## [What the exercise asks]
Which lines below fall between the one containing "Table, id: String" and the one containing "Rows travel as"? Repeat them exactly, counting both of those lines, and add nothing else.

Top of Entries provided

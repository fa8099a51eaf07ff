use chrono::{DateTime, Utc};
use serde::{Deserialize, Serialize};
use serde_json::json;

use crate::gateway::{Filter, Gateway, GatewayError, Table};

#[derive(Debug, Clone, PartialEq, Serialize, Deserialize)]
pub struct Subtask {
    pub id: String,
    pub task_id: String,
    pub content: String,
    #[serde(default)]
    pub is_completed: bool,
    pub created_at: DateTime<Utc>,
}

#[derive(Debug, Clone, Serialize, Deserialize)]
pub struct CreateSubtask {
    pub task_id: String,
    pub content: String,
}

impl Subtask {
    pub fn draft(id: String, data: &CreateSubtask, now: DateTime<Utc>) -> Self {
        Self {
            id,
            task_id: data.task_id.clone(),
            content: data.content.clone(),
            is_completed: false,
            created_at: now,
        }
    }

    /// Subtasks of one task, oldest first.
    pub async fn find_by_task_id<G: Gateway + ?Sized>(
        gateway: &G,
        task_id: &str,
    ) -> Result<Vec<Self>, GatewayError> {
        let rows = gateway
            .select(Table::Subtasks, Some(&Filter::eq("task_id", task_id)))
            .await?;
        let mut subtasks = rows
            .into_iter()
            .map(serde_json::from_value)
            .collect::<Result<Vec<Self>, _>>()?;
        subtasks.sort_by_key(|subtask| subtask.created_at);
        Ok(subtasks)
    }

    /// Inserts without an id; the remote assigns it.
    pub async fn create<G: Gateway + ?Sized>(
        gateway: &G,
        data: &CreateSubtask,
    ) -> Result<Self, GatewayError> {
        let row = json!({
            "task_id": data.task_id,
            "content": data.content,
            "is_completed": false,
        });
        let stored = gateway.insert(Table::Subtasks, row).await?;
        Ok(serde_json::from_value(stored)?)
    }

    pub async fn set_completed<G: Gateway + ?Sized>(
        gateway: &G,
        id: &str,
        is_completed: bool,
    ) -> Result<(), GatewayError> {
        gateway
            .update(Table::Subtasks, id, json!({ "is_completed": is_completed }))
            .await
    }

    pub async fn delete<G: Gateway + ?Sized>(gateway: &G, id: &str) -> Result<(), GatewayError> {
        gateway.delete(Table::Subtasks, id).await
    }
}
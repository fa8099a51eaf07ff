use async_trait::async_trait;
use serde_json::Value;
use strum_macros::{Display, EnumString};
use thiserror::Error;

/// Remote tables the board reads and writes.
#[derive(Clone, Copy, Debug, PartialEq, Eq, Hash, Display, EnumString)]
#[strum(serialize_all = "lowercase")]
pub enum Table {
    Tasks,
    Subtasks,
    Comments,
    Profiles,
}

#[derive(Clone, Copy, Debug, PartialEq, Eq, Hash, Display)]
#[strum(serialize_all = "lowercase")]
pub enum GatewayOp {
    Select,
    Insert,
    Update,
    Delete,
}

/// Equality filter applied to a select, e.g. `task_id = <id>`.
#[derive(Clone, Debug, PartialEq, Eq)]
pub struct Filter {
    pub column: &'static str,
    pub value: String,
}

impl Filter {
    pub fn eq(column: &'static str, value: impl Into<String>) -> Self {
        Self {
            column,
            value: value.into(),
        }
    }

    pub fn matches(&self, row: &Value) -> bool {
        row.get(self.column)
            .and_then(Value::as_str)
            .is_some_and(|value| value == self.value)
    }
}

#[derive(Debug, Error)]
pub enum GatewayError {
    #[error("request failed: {0}")]
    Transport(#[from] reqwest::Error),
    #[error("invalid remote url: {0}")]
    Url(#[from] url::ParseError),
    #[error("remote returned {status}: {message}")]
    Status { status: u16, message: String },
    #[error(transparent)]
    Decode(#[from] serde_json::Error),
    #[error("{table} row {id} not found")]
    NotFound { table: Table, id: String },
    #[error("remote returned no row for {0} insert")]
    EmptyResult(Table),
    #[error("{op} on {table} was rejected")]
    Rejected { table: Table, op: GatewayOp },
}

/// Request/response access to the hosted table store.
///
/// Rows travel as JSON objects with snake_case keys. Every call is independent:
/// there are no transactions and no retries, a failed call simply returns an
/// error and leaves remote state untouched.
#[async_trait]
pub trait Gateway: Send + Sync {
    /// Returns all rows of `table` (optionally filtered), oldest first.
    async fn select(&self, table: Table, filter: Option<&Filter>)
    -> Result<Vec<Value>, GatewayError>;

    /// Inserts one row. The row may carry its own `id`; otherwise the remote
    /// assigns one. Returns the stored row.
    async fn insert(&self, table: Table, row: Value) -> Result<Value, GatewayError>;

    /// Applies a partial field set to the row with the given id.
    async fn update(&self, table: Table, id: &str, fields: Value) -> Result<(), GatewayError>;

    async fn delete(&self, table: Table, id: &str) -> Result<(), GatewayError>;
}
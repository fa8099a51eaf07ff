use std::sync::Arc;

use async_trait::async_trait;
use reqwest::{Method, StatusCode};
use serde::Deserialize;
use serde_json::json;
use tokio::sync::watch;

use super::{RemoteClient, error_message};
use crate::auth::{AuthError, AuthProvider, AuthSession, AuthUser};

#[derive(Debug, Deserialize)]
struct TokenResponse {
    access_token: String,
    user: AuthUser,
}

impl From<TokenResponse> for AuthSession {
    fn from(response: TokenResponse) -> Self {
        Self {
            access_token: response.access_token,
            user: response.user,
        }
    }
}

/// Sign-up answers with a session when the account is usable right away and
/// with the bare user when the address still needs confirming.
#[derive(Debug, Deserialize)]
#[serde(untagged)]
enum SignUpResponse {
    Session(TokenResponse),
    Pending(AuthUser),
}

/// `AuthProvider` over the service's password auth endpoints.
pub struct RestAuth {
    client: Arc<RemoteClient>,
    session: watch::Sender<Option<AuthSession>>,
}

impl RestAuth {
    pub fn new(client: Arc<RemoteClient>) -> Self {
        let (session, _) = watch::channel(None);
        Self { client, session }
    }

    fn publish(&self, session: Option<AuthSession>) {
        self.client
            .set_access_token(session.as_ref().map(|s| s.access_token.clone()));
        self.session.send_replace(session);
    }

    async fn post(
        &self,
        path: &str,
        query: Option<(&str, &str)>,
        body: serde_json::Value,
    ) -> Result<(StatusCode, String), AuthError> {
        let mut url = self.client.endpoint(path)?;
        if let Some((key, value)) = query {
            url.query_pairs_mut().append_pair(key, value);
        }
        let response = self
            .client
            .request(Method::POST, url)
            .json(&body)
            .send()
            .await?;
        let status = response.status();
        Ok((status, response.text().await?))
    }
}

#[async_trait]
impl AuthProvider for RestAuth {
    async fn current_session(&self) -> Option<AuthSession> {
        self.session.borrow().clone()
    }

    fn subscribe(&self) -> watch::Receiver<Option<AuthSession>> {
        self.session.subscribe()
    }

    async fn sign_in(&self, email: &str, password: &str) -> Result<AuthSession, AuthError> {
        let (status, body) = self
            .post(
                "auth/v1/token",
                Some(("grant_type", "password")),
                json!({ "email": email, "password": password }),
            )
            .await?;

        if status == StatusCode::BAD_REQUEST {
            return Err(AuthError::InvalidCredentials);
        }
        if !status.is_success() {
            return Err(AuthError::Status {
                status: status.as_u16(),
                message: error_message(&body),
            });
        }

        let session: AuthSession = serde_json::from_str::<TokenResponse>(&body)?.into();
        tracing::info!(user_id = %session.user.id, "signed in");
        self.publish(Some(session.clone()));
        Ok(session)
    }

    async fn sign_up(
        &self,
        email: &str,
        password: &str,
    ) -> Result<Option<AuthSession>, AuthError> {
        let (status, body) = self
            .post(
                "auth/v1/signup",
                None,
                json!({ "email": email, "password": password }),
            )
            .await?;

        if !status.is_success() {
            let message = error_message(&body);
            if message.to_lowercase().contains("already registered") {
                return Err(AuthError::AlreadyRegistered);
            }
            return Err(AuthError::Status {
                status: status.as_u16(),
                message,
            });
        }

        match serde_json::from_str(&body)? {
            SignUpResponse::Session(response) => {
                let session: AuthSession = response.into();
                tracing::info!(user_id = %session.user.id, "signed up and signed in");
                self.publish(Some(session.clone()));
                Ok(Some(session))
            }
            SignUpResponse::Pending(user) => {
                tracing::info!(user_id = %user.id, "signed up, awaiting confirmation");
                Ok(None)
            }
        }
    }

    /// Always drops the local session, even when the service call fails.
    async fn sign_out(&self) -> Result<(), AuthError> {
        let result = self.post("auth/v1/logout", None, json!({})).await;
        self.publish(None);
        tracing::info!("signed out");

        let (status, body) = result?;
        if !status.is_success() {
            tracing::warn!(status = status.as_u16(), "remote sign-out failed");
            return Err(AuthError::Status {
                status: status.as_u16(),
                message: error_message(&body),
            });
        }
        Ok(())
    }
}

Bottom of Entries provided

## [Answer for the task]
    NotFound { table: Table, id: String },
    #[error("remote returned no row for {0} insert")]
    EmptyResult(Table),
    #[error("{op} on {table} was rejected")]
    Rejected { table: Table, op: GatewayOp },
}

/// Request/response access to the hosted table store.
///
/// Rows travel as JSON objects with snake_case keys. Every call is independent:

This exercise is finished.